= Conciliator faction =

Opposition group within the KPD

The Conciliator faction was an opposition group within the Communist Party of Germany during the Weimar Republic and the Third Reich. In East Germany, after World War II, the German word for conciliator, Versöhnler, became a term for anti-Marxist political tendencies.

== Background ==
The faction emerged in the mid-1920s from the "middle group" aligned with Ernst Meyer. Meyer, a high-ranking member of the Communist Party of Germany (KPD), was elected to its central committee in 1927. Along with the faction led by Ernst Thälmann, they formed the leadership of the KPD from 1926 to 1928.

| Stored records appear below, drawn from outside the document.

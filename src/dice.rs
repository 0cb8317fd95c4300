//! Two-die wagering game from the house's perspective.
//!
//! Each game rolls two fair dice. A sum of seven means the player wins
//! and the house pays out; any other sum is a house win. Every game is
//! recorded; truncating the table for display is the caller's concern.

use rand::Rng;
use serde::{Deserialize, Serialize};

use crate::variates;
use crate::SimError;

#[derive(Debug, Clone, Serialize, Deserialize)]
pub struct DiceGameParams {
    /// Number of games, 1..=10000.
    pub games: usize,
    /// Price the house charges per game.
    pub entry_price: f64,
    /// Amount the house pays when the dice sum to seven.
    pub seven_payout: f64,
}

impl DiceGameParams {
    pub fn validate(&self) -> Result<(), SimError> {
        if !(1..=10_000).contains(&self.games) {
            return Err(SimError::InvalidParameter(
                "games must be between 1 and 10000".to_string(),
            ));
        }
        if !self.entry_price.is_finite() || self.entry_price < 0.0 {
            return Err(SimError::InvalidParameter(
                "entry_price must be non-negative".to_string(),
            ));
        }
        if !self.seven_payout.is_finite() || self.seven_payout < 0.0 {
            return Err(SimError::InvalidParameter(
                "seven_payout must be non-negative".to_string(),
            ));
        }
        Ok(())
    }
}

#[derive(Debug, Clone, Copy, PartialEq, Eq, Serialize)]
#[serde(rename_all = "snake_case")]
pub enum Winner {
    House,
    Player,
}

#[derive(Debug, Clone, Copy, Serialize)]
pub struct GameRecord {
    pub game: usize,
    pub die1: u8,
    pub die2: u8,
    pub sum: u8,
    pub winner: Winner,
    /// House net gain for this game; negative when the payout exceeds
    /// the entry price.
    pub house_gain: f64,
    pub cumulative_house_gain: f64,
}

#[derive(Debug, Clone, Serialize)]
pub struct DiceGameSummary {
    pub total_house_gain: f64,
    pub house_wins: usize,
    pub player_wins: usize,
    pub house_win_percent: f64,
    pub player_win_percent: f64,
    pub games: Vec<GameRecord>,
}

pub fn run_dice_game<R: Rng>(
    params: &DiceGameParams,
    rng: &mut R,
) -> Result<DiceGameSummary, SimError> {
    params.validate()?;

    let mut games = Vec::with_capacity(params.games);
    let mut cumulative = 0.0;
    let mut house_wins = 0_usize;
    let mut player_wins = 0_usize;

    for game in 1..=params.games {
        let die1 = variates::discrete_uniform(rng, 1, 6) as u8;
        let die2 = variates::discrete_uniform(rng, 1, 6) as u8;
        let sum = die1 + die2;

        let (winner, house_gain) = if sum == 7 {
            player_wins += 1;
            (Winner::Player, params.entry_price - params.seven_payout)
        } else {
            house_wins += 1;
            (Winner::House, params.entry_price)
        };
        cumulative += house_gain;

        games.push(GameRecord {
            game,
            die1,
            die2,
            sum,
            winner,
            house_gain,
            cumulative_house_gain: cumulative,
        });
    }

    let total = params.games as f64;
    Ok(DiceGameSummary {
        total_house_gain: cumulative,
        house_wins,
        player_wins,
        house_win_percent: house_wins as f64 / total * 100.0,
        player_win_percent: player_wins as f64 / total * 100.0,
        games,
    })
}
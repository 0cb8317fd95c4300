use std::path::PathBuf;

use clap::{Parser, Subcommand};
use rand::rngs::StdRng;
use rand::SeedableRng;

use bizsim::output;
use bizsim::{
    run_customer_arrivals, run_dice_game, run_farm, run_fixed_deposit, run_inventory,
    run_variable_deposit, CustomerArrivalParams, DiceGameParams, FarmParams, FixedDepositParams,
    InventoryParams, VariableDepositParams,
};

#[derive(Debug, Parser)]
#[command(version, about = "Business model simulation engines")]
struct Cli {
    /// Output root; each run writes into a timestamped subdirectory
    #[arg(long, default_value = "output-bizsim")]
    output: PathBuf,

    /// Seed for the scenario's random source
    #[arg(long, default_value_t = 42)]
    seed: u64,

    #[command(subcommand)]
    scenario: Scenario,
}

#[derive(Debug, Subcommand)]
enum Scenario {
    /// Deterministic fixed-rate deposit projection
    FixedDeposit {
        #[arg(long, default_value_t = 1000.0)]
        capital: f64,
        /// Annual interest rate in percent
        #[arg(long, default_value_t = 5.0)]
        rate: f64,
        #[arg(long, default_value_t = 5.0)]
        years: f64,
    },
    /// Monte Carlo deposit growth under a randomized annual rate
    VariableDeposit {
        #[arg(long, default_value_t = 1000.0)]
        capital: f64,
        #[arg(long, default_value_t = 5.0)]
        years: f64,
        #[arg(long, default_value_t = 1000)]
        trials: usize,
    },
    /// Two-die wagering game from the house's perspective
    Dice {
        #[arg(long, default_value_t = 1000)]
        games: usize,
        /// Price the house charges per game
        #[arg(long, default_value_t = 5.0)]
        price: f64,
        /// House payout when the dice sum to seven
        #[arg(long, default_value_t = 30.0)]
        payout: f64,
    },
    /// Hourly retail customer arrivals and purchases
    Customers {
        #[arg(long, default_value_t = 30)]
        days: usize,
        #[arg(long, default_value_t = 8)]
        hours: usize,
        #[arg(long, default_value_t = 50.0)]
        fixed_cost: f64,
        #[arg(long, default_value_t = 2.0)]
        unit_cost: f64,
        #[arg(long, default_value_t = 5.0)]
        unit_price: f64,
    },
    /// Poultry production: eggs, hatching, chick survival
    Farm {
        #[arg(long, default_value_t = 30)]
        days: usize,
        #[arg(long, default_value_t = 0.5)]
        egg_price: f64,
        #[arg(long, default_value_t = 5.0)]
        chicken_price: f64,
    },
    /// Periodic-review inventory with lost sales
    Inventory {
        #[arg(long, default_value_t = 90)]
        days: usize,
        #[arg(long, default_value_t = 1000.0)]
        capacity: f64,
        #[arg(long, default_value_t = 50.0)]
        reorder_cost: f64,
        #[arg(long, default_value_t = 0.1)]
        holding_cost: f64,
        #[arg(long, default_value_t = 2.0)]
        unit_cost: f64,
        #[arg(long, default_value_t = 5.0)]
        unit_price: f64,
    },
}

fn main() -> anyhow::Result<()> {
    let cli = Cli::parse();
    let mut rng = StdRng::seed_from_u64(cli.seed);

    // Run the engine first so an invalid invocation fails before any
    // run directory is created.
    let run_dir = match cli.scenario {
        Scenario::FixedDeposit {
            capital,
            rate,
            years,
        } => {
            let params = FixedDepositParams {
                capital,
                rate_percent: rate,
                years,
            };
            let summary = run_fixed_deposit(&params)?;
            let run_dir = output::create_run_dir(&cli.output)?;
            output::write_records_csv(&run_dir.join("schedule.csv"), &summary.schedule)?;
            output::write_summary_json(&run_dir.join("summary.json"), &summary)?;
            println!(
                "Final capital: {:.2} | gain: {:.2} | return: {:.2}%",
                summary.final_capital, summary.total_gain, summary.return_rate_percent
            );
            run_dir
        }
        Scenario::VariableDeposit {
            capital,
            years,
            trials,
        } => {
            let params = VariableDepositParams {
                capital,
                years,
                trials,
            };
            let summary = run_variable_deposit(&params, &mut rng)?;
            let run_dir = output::create_run_dir(&cli.output)?;
            output::write_trials_csv(&run_dir.join("trials.csv"), &summary.finals)?;
            output::write_summary_json(&run_dir.join("summary.json"), &summary)?;
            println!(
                "Mean: {:.2} | min: {:.2} | max: {:.2} | stddev: {:.2} | CV: {:.2}%",
                summary.mean_capital,
                summary.min_capital,
                summary.max_capital,
                summary.std_dev,
                summary.coefficient_of_variation
            );
            run_dir
        }
        Scenario::Dice {
            games,
            price,
            payout,
        } => {
            let params = DiceGameParams {
                games,
                entry_price: price,
                seven_payout: payout,
            };
            let summary = run_dice_game(&params, &mut rng)?;
            let run_dir = output::create_run_dir(&cli.output)?;
            output::write_records_csv(&run_dir.join("games.csv"), &summary.games)?;
            output::write_summary_json(&run_dir.join("summary.json"), &summary)?;
            println!(
                "House gain: {:.2} | house wins: {} ({:.2}%) | player wins: {} ({:.2}%)",
                summary.total_house_gain,
                summary.house_wins,
                summary.house_win_percent,
                summary.player_wins,
                summary.player_win_percent
            );
            run_dir
        }
        Scenario::Customers {
            days,
            hours,
            fixed_cost,
            unit_cost,
            unit_price,
        } => {
            let params = CustomerArrivalParams {
                days,
                hours_per_day: hours,
                daily_fixed_cost: fixed_cost,
                unit_cost,
                unit_price,
            };
            let summary = run_customer_arrivals(&params, &mut rng)?;
            let run_dir = output::create_run_dir(&cli.output)?;
            output::write_customer_days_csv(&run_dir.join("days.csv"), &summary.days)?;
            output::write_customer_hours_csv(&run_dir.join("hours.csv"), &summary.days)?;
            output::write_summary_json(&run_dir.join("summary.json"), &summary)?;
            println!(
                "Customers: {} | items: {} | net profit: {:.2} | profitable days: {}/{}",
                summary.total_customers,
                summary.total_items_sold,
                summary.total_net_profit,
                summary.profitable_days,
                days
            );
            run_dir
        }
        Scenario::Farm {
            days,
            egg_price,
            chicken_price,
        } => {
            let params = FarmParams {
                days,
                egg_price,
                chicken_price,
            };
            let summary = run_farm(&params, &mut rng)?;
            let run_dir = output::create_run_dir(&cli.output)?;
            output::write_records_csv(&run_dir.join("days.csv"), &summary.days)?;
            output::write_summary_json(&run_dir.join("summary.json"), &summary)?;
            println!(
                "Income: {:.2} | eggs sold: {} | chickens: {} | broken: {}",
                summary.total_income,
                summary.total_eggs_sold,
                summary.total_surviving_chickens,
                summary.total_broken_eggs
            );
            run_dir
        }
        Scenario::Inventory {
            days,
            capacity,
            reorder_cost,
            holding_cost,
            unit_cost,
            unit_price,
        } => {
            let params = InventoryParams {
                days,
                capacity,
                reorder_cost,
                holding_cost,
                unit_cost,
                unit_price,
            };
            let summary = run_inventory(&params, &mut rng)?;
            let run_dir = output::create_run_dir(&cli.output)?;
            output::write_records_csv(&run_dir.join("days.csv"), &summary.days)?;
            output::write_summary_json(&run_dir.join("summary.json"), &summary)?;
            println!(
                "Income: {:.2} | cost: {:.2} | net: {:.2} | unsatisfied demand: {:.2}",
                summary.total_income,
                summary.total_cost,
                summary.net_profit,
                summary.total_unsatisfied_demand
            );
            run_dir
        }
    };

    println!("Run directory: {}", run_dir.display());
    Ok(())
}
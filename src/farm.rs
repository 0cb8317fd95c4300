//! Poultry production: daily egg laying, per-egg fate, chick survival.
//!
//! Eggs arrive Poisson-distributed each day. Each egg either breaks,
//! hatches, or stays an egg; a hatched chick then survives or dies.
//! Surviving chicks and unhatched eggs sell at their respective prices;
//! broken eggs and dead chicks earn nothing.

use rand::Rng;
use serde::{Deserialize, Serialize};

use crate::variates::{self, Categorical};
use crate::SimError;

/// Mean eggs laid per day.
const EGGS_PER_DAY_MEAN: f64 = 2.0;

#[derive(Debug, Clone, Copy, PartialEq, Eq)]
enum EggFate {
    Broken,
    Hatches,
    StaysEgg,
}

#[derive(Debug, Clone, Copy, PartialEq, Eq)]
enum ChickOutcome {
    Survives,
    Dies,
}

/// Egg fate: broken 20%, hatches 30%, stays an egg 50%.
fn egg_fate_table() -> Categorical<EggFate> {
    Categorical::new(&[
        (20, EggFate::Broken),
        (50, EggFate::Hatches),
        (100, EggFate::StaysEgg),
    ])
}

/// Chick survival: survives 80%, dies 20%.
fn survival_table() -> Categorical<ChickOutcome> {
    Categorical::new(&[(80, ChickOutcome::Survives), (100, ChickOutcome::Dies)])
}

#[derive(Debug, Clone, Serialize, Deserialize)]
pub struct FarmParams {
    /// Days to simulate, 1..=365.
    pub days: usize,
    /// Sale price of an unhatched egg.
    pub egg_price: f64,
    /// Sale price of a surviving chicken.
    pub chicken_price: f64,
}

impl FarmParams {
    pub fn validate(&self) -> Result<(), SimError> {
        if !(1..=365).contains(&self.days) {
            return Err(SimError::InvalidParameter(
                "days must be between 1 and 365".to_string(),
            ));
        }
        for (name, value) in [
            ("egg_price", self.egg_price),
            ("chicken_price", self.chicken_price),
        ] {
            if !value.is_finite() || value < 0.0 {
                return Err(SimError::InvalidParameter(format!(
                    "{name} must be non-negative"
                )));
            }
        }
        Ok(())
    }
}

#[derive(Debug, Clone, Copy, Serialize)]
pub struct DailyFarmRecord {
    pub day: usize,
    pub eggs_laid: u64,
    pub broken: u64,
    pub hatched: u64,
    pub survived: u64,
    /// Eggs that neither broke nor hatched; sold as eggs.
    pub eggs_remaining: u64,
    pub income: f64,
}

#[derive(Debug, Clone, Serialize)]
pub struct FarmSummary {
    pub total_income: f64,
    pub average_daily_income: f64,
    pub total_eggs_sold: u64,
    pub total_surviving_chickens: u64,
    pub total_broken_eggs: u64,
    pub days: Vec<DailyFarmRecord>,
}

pub fn run_farm<R: Rng>(params: &FarmParams, rng: &mut R) -> Result<FarmSummary, SimError> {
    params.validate()?;

    let fate_table = egg_fate_table();
    let survival = survival_table();

    let mut days = Vec::with_capacity(params.days);
    let mut total_income = 0.0;
    let mut total_eggs_sold = 0_u64;
    let mut total_surviving_chickens = 0_u64;
    let mut total_broken_eggs = 0_u64;

    for day in 1..=params.days {
        let eggs_laid = variates::poisson(rng, EGGS_PER_DAY_MEAN);
        let mut broken = 0_u64;
        let mut hatched = 0_u64;
        let mut survived = 0_u64;
        let mut eggs_remaining = 0_u64;
        let mut income = 0.0;

        for _ in 0..eggs_laid {
            match fate_table.sample(rng) {
                EggFate::Broken => broken += 1,
                EggFate::Hatches => {
                    hatched += 1;
                    if survival.sample(rng) == ChickOutcome::Survives {
                        survived += 1;
                        income += params.chicken_price;
                    }
                }
                EggFate::StaysEgg => {
                    eggs_remaining += 1;
                    income += params.egg_price;
                }
            }
        }

        total_income += income;
        total_eggs_sold += eggs_remaining;
        total_surviving_chickens += survived;
        total_broken_eggs += broken;

        days.push(DailyFarmRecord {
            day,
            eggs_laid,
            broken,
            hatched,
            survived,
            eggs_remaining,
            income,
        });
    }

    Ok(FarmSummary {
        total_income,
        average_daily_income: total_income / params.days as f64,
        total_eggs_sold,
        total_surviving_chickens,
        total_broken_eggs,
        days,
    })
}

#[cfg(test)]
mod tests {
    use rand::rngs::StdRng;
    use rand::SeedableRng;

    use super::*;

    fn params() -> FarmParams {
        FarmParams {
            days: 60,
            egg_price: 0.5,
            chicken_price: 5.0,
        }
    }

    #[test]
    fn daily_egg_conservation_holds() {
        let mut rng = StdRng::seed_from_u64(101);
        let summary = run_farm(&params(), &mut rng).unwrap();
        assert_eq!(summary.days.len(), 60);
        for day in &summary.days {
            assert_eq!(day.broken + day.hatched + day.eggs_remaining, day.eggs_laid);
            assert!(day.survived <= day.hatched);
        }
    }

    #[test]
    fn daily_income_prices_sold_stock_only() {
        let mut rng = StdRng::seed_from_u64(103);
        let summary = run_farm(&params(), &mut rng).unwrap();
        for day in &summary.days {
            let expected = day.eggs_remaining as f64 * 0.5 + day.survived as f64 * 5.0;
            assert!((day.income - expected).abs() < 1e-9);
        }
    }

    #[test]
    fn totals_aggregate_the_days() {
        let mut rng = StdRng::seed_from_u64(107);
        let summary = run_farm(&params(), &mut rng).unwrap();
        let eggs: u64 = summary.days.iter().map(|d| d.eggs_remaining).sum();
        let chicks: u64 = summary.days.iter().map(|d| d.survived).sum();
        let broken: u64 = summary.days.iter().map(|d| d.broken).sum();
        let income: f64 = summary.days.iter().map(|d| d.income).sum();
        assert_eq!(summary.total_eggs_sold, eggs);
        assert_eq!(summary.total_surviving_chickens, chicks);
        assert_eq!(summary.total_broken_eggs, broken);
        assert!((summary.total_income - income).abs() < 1e-9);
        assert!((summary.average_daily_income - summary.total_income / 60.0).abs() < 1e-12);
    }

    #[test]
    fn run_is_reproducible_for_equal_seeds() {
        let a = run_farm(&params(), &mut StdRng::seed_from_u64(109)).unwrap();
        let b = run_farm(&params(), &mut StdRng::seed_from_u64(109)).unwrap();
        assert_eq!(a.total_eggs_sold, b.total_eggs_sold);
        assert_eq!(a.total_income, b.total_income);
    }

    #[test]
    fn rejects_out_of_range_days() {
        let mut bad = params();
        bad.days = 0;
        let mut rng = StdRng::seed_from_u64(113);
        assert!(matches!(
            run_farm(&bad, &mut rng),
            Err(SimError::InvalidParameter(_))
        ));
    }
}
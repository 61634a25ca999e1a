//! offergridd — the offergrid daemon.
//!
//! Loads a scheduler config and task classes, then runs the scheduler
//! against the in-process cluster described by the config's `[[agents]]`.
//!
//! # Usage
//!
//! ```text
//! offergridd run --config offergrid.toml --deploy readout=2 --deploy qc=1
//! offergridd check --config offergrid.toml
//! offergridd classes --dir ./classes
//! ```

mod standalone;

use std::path::PathBuf;

use clap::{Parser, Subcommand, ValueEnum};
use tracing_subscriber::EnvFilter;

#[derive(Parser)]
#[command(name = "offergridd", about = "offergrid scheduler daemon")]
struct Cli {
    /// Log output format.
    #[arg(long, value_enum, default_value = "text", global = true)]
    log_format: LogFormat,

    #[command(subcommand)]
    command: Command,
}

#[derive(Clone, Copy, ValueEnum)]
enum LogFormat {
    Text,
    Json,
}

#[derive(Subcommand)]
enum Command {
    /// Run the scheduler against the configured local agents.
    Run {
        #[arg(long)]
        config: PathBuf,

        /// Deploy a demo environment, e.g. `--deploy readout=2`.
        #[arg(long = "deploy", value_parser = standalone::parse_deploy)]
        deploy: Vec<standalone::DeploySpec>,

        /// Seconds between offer rounds.
        #[arg(long, default_value = "1")]
        offer_interval: u64,
    },
    /// Validate a config file and the task classes it points at.
    Check {
        #[arg(long)]
        config: PathBuf,
    },
    /// List the task classes found under a directory.
    Classes {
        #[arg(long)]
        dir: PathBuf,

        #[arg(long, default_value = "local")]
        repo: String,
    },
}

#[tokio::main]
async fn main() -> anyhow::Result<()> {
    let cli = Cli::parse();
    init_logging(cli.log_format);

    match cli.command {
        Command::Run {
            config,
            deploy,
            offer_interval,
        } => standalone::run(&config, deploy, offer_interval).await,
        Command::Check { config } => standalone::check(&config),
        Command::Classes { dir, repo } => standalone::classes(&dir, &repo),
    }
}

fn init_logging(format: LogFormat) {
    let filter = EnvFilter::try_from_default_env().unwrap_or_else(|_| EnvFilter::new("offergrid=info"));
    let builder = tracing_subscriber::fmt().with_env_filter(filter).with_writer(std::io::stderr);
    match format {
        LogFormat::Text => builder.init(),
        LogFormat::Json => builder.json().init(),
    }
}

The leading people aligned with Meyer were Hugo Eberlein, Arthur Ewert, Heinrich Süßkind, Gerhart Eisler and Georg Schumann and came from the ranks of trade unionists, intellectuals and full-time KPD employees. They supported a united front with the Social Democratic Party of Germany, similar to the right wing of the KPD, aligned with August Thalheimer and Heinrich Brandler. They also pushed for active participation with the Federation of General Trade Unions in Germany (Allgemeiner Deutscher Gewerkschaftsbund), a federation of socialist trade unions. They opposed the ultra-left policies of the Revolutionary Trade Union Opposition against the International Federation of Trade Unions, who were social democrats. Adopted in 1928 by the Profintern, the party line branded the social democrats as "social fascists". The Conciliator faction refrained from criticizing the hegemony of the Communist Party of the Soviet Union in the Comintern and they rejected all suggestions of a split in the KPD.

A series of events between 1928 and 1930 led to a loss of their influence in the KPD. In autumn 1928, there was a scandal involving a close friend of Thälmann, John Wittorf, who was accused of embezzling between 1,500 and 3,000 Reichsmark from the KPD. He was defended by Thälmann, despite his guilt. Afterward, Thälmann was deposed from the party's central committee, with support of the Conciliator faction. Thälmann was soon reinstated by Joseph Stalin and the Conciliator faction was driven out of the KPD leadership. With Meyer's death in early 1930, the Conciliator faction lost a large part of its influence in the KPD and afterward, found themselves needing to be discreet. Pressure from Stalin led to the expulsion and defamation of several members. Individual, unaffiliated Conciliator groups began to emerge. In Hamburg, a group was formed by Hans Westermann in Hamburg. Eduard Wald founded the Committee for Proletarian Unity (Komitee für Proletarische Einheit) working primarily in Hanover. Others joined the Socialist Workers' Party (SAP) or the Social Democratic Party (SPD).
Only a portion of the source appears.